Dr. Ertekin-Taner's team hypothesizes that gene expression changes in the brain play a central role in susceptibility for Alzheimer's disease (AD); the lab has significant publications in support of this hypothesis. The assumption is that identification of specific methylation changes that underlie these gene expression changes will lead to identifying novel genes and pathways that are excellent druggable targets for AD.
The lab previously performed a gene expression genome-wide association study (GWAS) that assessed mRNA levels of approximately 24,000 transcripts in two brain regions (temporal cortex and cerebellum) for approximately 200 AD subjects and approximately 200 subjects with other pathologies (non-AD). A collection of CpG methylation data (methylome) for 92 of these same subjects (46 AD and 46 non-AD) was established using DNA isolated from the temporal cortex to evaluate the influence of DNA methylation on gene expression in the brain.

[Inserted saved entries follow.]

//! # KanMind API Server Library
//!
//! HTTP surface of the KanMind kanban backend.
//!
//! ## Modules
//!
//! - `app`: Application state and router builder
//! - `config`: Configuration management
//! - `error`: Error handling and HTTP response mapping
//! - `routes`: API route handlers

pub mod app;
pub mod config;
pub mod error;
pub mod routes;
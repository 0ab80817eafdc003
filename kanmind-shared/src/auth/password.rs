/// Password hashing with Argon2id
///
/// Hashes are stored as PHC strings, so the parameters travel with the hash and
/// verification needs no configuration.
///
/// # Parameters
///
/// - Memory: 64 MB
/// - Iterations: 3
/// - Parallelism: 4 lanes
/// - Output: 32 bytes, 16-byte random salt
///
/// # Example
///
/// ```
/// use kanmind_shared::auth::password::{hash_password, verify_password};
///
/// # fn example() -> Result<(), Box<dyn std::error::Error>> {
/// let hash = hash_password("Kanban#2024")?;
/// assert!(verify_password("Kanban#2024", &hash)?);
/// assert!(!verify_password("kanban#2024", &hash)?);
/// # Ok(())
/// # }
/// ```
///
/// Strength rules for new passwords live in [`crate::validation`].

use argon2::{
    password_hash::{rand_core::OsRng, PasswordHash, PasswordHasher, PasswordVerifier, SaltString},
    Algorithm, Argon2, ParamsBuilder, Version,
};

/// Error type for password hashing operations
#[derive(Debug, thiserror::Error)]
pub enum PasswordError {
    /// Failed to hash password
    #[error("Failed to hash password: {0}")]
    HashError(String),

    /// Failed to verify password
    #[error("Failed to verify password: {0}")]
    VerifyError(String),

    /// Stored hash is not a valid PHC string
    #[error("Invalid password hash format: {0}")]
    InvalidHash(String),
}

fn hasher() -> Result<Argon2<'static>, PasswordError> {
    let params = ParamsBuilder::new()
        .m_cost(65536)
        .t_cost(3)
        .p_cost(4)
        .output_len(32)
        .build()
        .map_err(|e| PasswordError::HashError(format!("Invalid parameters: {}", e)))?;

    Ok(Argon2::new(Algorithm::Argon2id, Version::V0x13, params))
}

/// Hashes a plaintext password into a PHC string.
pub fn hash_password(password: &str) -> Result<String, PasswordError> {
    let salt = SaltString::generate(&mut OsRng);

    let hash = hasher()?
        .hash_password(password.as_bytes(), &salt)
        .map_err(|e| PasswordError::HashError(e.to_string()))?;

    Ok(hash.to_string())
}

/// Checks a plaintext password against a stored hash.
///
/// Comparison is constant-time. A wrong password is `Ok(false)`; only a
/// malformed hash or an internal failure is an error.
pub fn verify_password(password: &str, hash: &str) -> Result<bool, PasswordError> {
    let parsed = PasswordHash::new(hash).map_err(|e| PasswordError::InvalidHash(e.to_string()))?;

    match Argon2::default().verify_password(password.as_bytes(), &parsed) {
        Ok(()) => Ok(true),
        Err(argon2::password_hash::Error::Password) => Ok(false),
        Err(e) => Err(PasswordError::VerifyError(e.to_string())),
    }
}

#[cfg(test)]
mod tests {
    use super::*;

    #[test]
    fn test_hash_uses_argon2id_parameters() {
        let hash = hash_password("Board!Owner1").expect("Hash should succeed");

        assert!(hash.starts_with("$argon2id$"));
        assert!(hash.contains("v=19"));
        assert!(hash.contains("m=65536"));
        assert!(hash.contains("t=3"));
        assert!(hash.contains("p=4"));
    }

    #[test]
    fn test_same_password_different_salts() {
        let first = hash_password("Board!Owner1").expect("Hash 1 should succeed");
        let second = hash_password("Board!Owner1").expect("Hash 2 should succeed");
        assert_ne!(first, second);
    }

    #[test]
    fn test_verify_correct_and_wrong() {
        let hash = hash_password("Board!Owner1").expect("Hash should succeed");

        assert!(verify_password("Board!Owner1", &hash).unwrap());
        assert!(!verify_password("board!owner1", &hash).unwrap());
        assert!(!verify_password("", &hash).unwrap());
    }

    #[test]
    fn test_verify_rejects_malformed_hash() {
        assert!(matches!(
            verify_password("Board!Owner1", "not-a-hash"),
            Err(PasswordError::InvalidHash(_))
        ));
        assert!(verify_password("Board!Owner1", "$argon2id$broken").is_err());
    }
}
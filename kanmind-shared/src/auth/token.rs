/// Opaque bearer token keys
///
/// Keys look like `kmt_` followed by 40 base62 characters. They carry no
/// claims; the server resolves them to a user through the `auth_tokens` table.
///
/// ```
/// use kanmind_shared::auth::token::{generate_token, is_well_formed, TOKEN_LENGTH};
///
/// let key = generate_token();
/// assert_eq!(key.len(), TOKEN_LENGTH);
/// assert!(is_well_formed(&key));
/// ```

use rand::{distributions::Alphanumeric, Rng};

const TOKEN_PREFIX: &str = "kmt_";

const TOKEN_RANDOM_LENGTH: usize = 40;

/// Total key length (prefix + random part)
pub const TOKEN_LENGTH: usize = TOKEN_PREFIX.len() + TOKEN_RANDOM_LENGTH;

/// Generates a fresh random key (about 238 bits of entropy).
pub fn generate_token() -> String {
    let random: String = rand::thread_rng()
        .sample_iter(&Alphanumeric)
        .take(TOKEN_RANDOM_LENGTH)
        .map(char::from)
        .collect();

    format!("{}{}", TOKEN_PREFIX, random)
}

/// Cheap shape check done before touching the database.
pub fn is_well_formed(key: &str) -> bool {
    key.len() == TOKEN_LENGTH
        && key
            .strip_prefix(TOKEN_PREFIX)
            .is_some_and(|rest| rest.chars().all(|c| c.is_ascii_alphanumeric()))
}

Specifically the data is being analyzed to:
- Determine differentially methylated regions, such as comparing subjects with AD versus without AD to identify genes with altered methylation patterns in the brains of AD subjects
- Evaluate gene promoter regions for strong correlations with gene expression to identify genes that are under strong epigenetic control in the human brain that may be relevant to disease
The lab has collected DNA methylation data for approximately 2 million CpGs and generated summary methylation phenotypes for approximately 12,000 unique gene promoters for correlation analysis with gene expression levels.
The analysis has identified significant correlations between promoter CpG methylation and gene expression levels for genes that are differentially expressed between subjects with and without AD and provides a list of interesting genes for further study.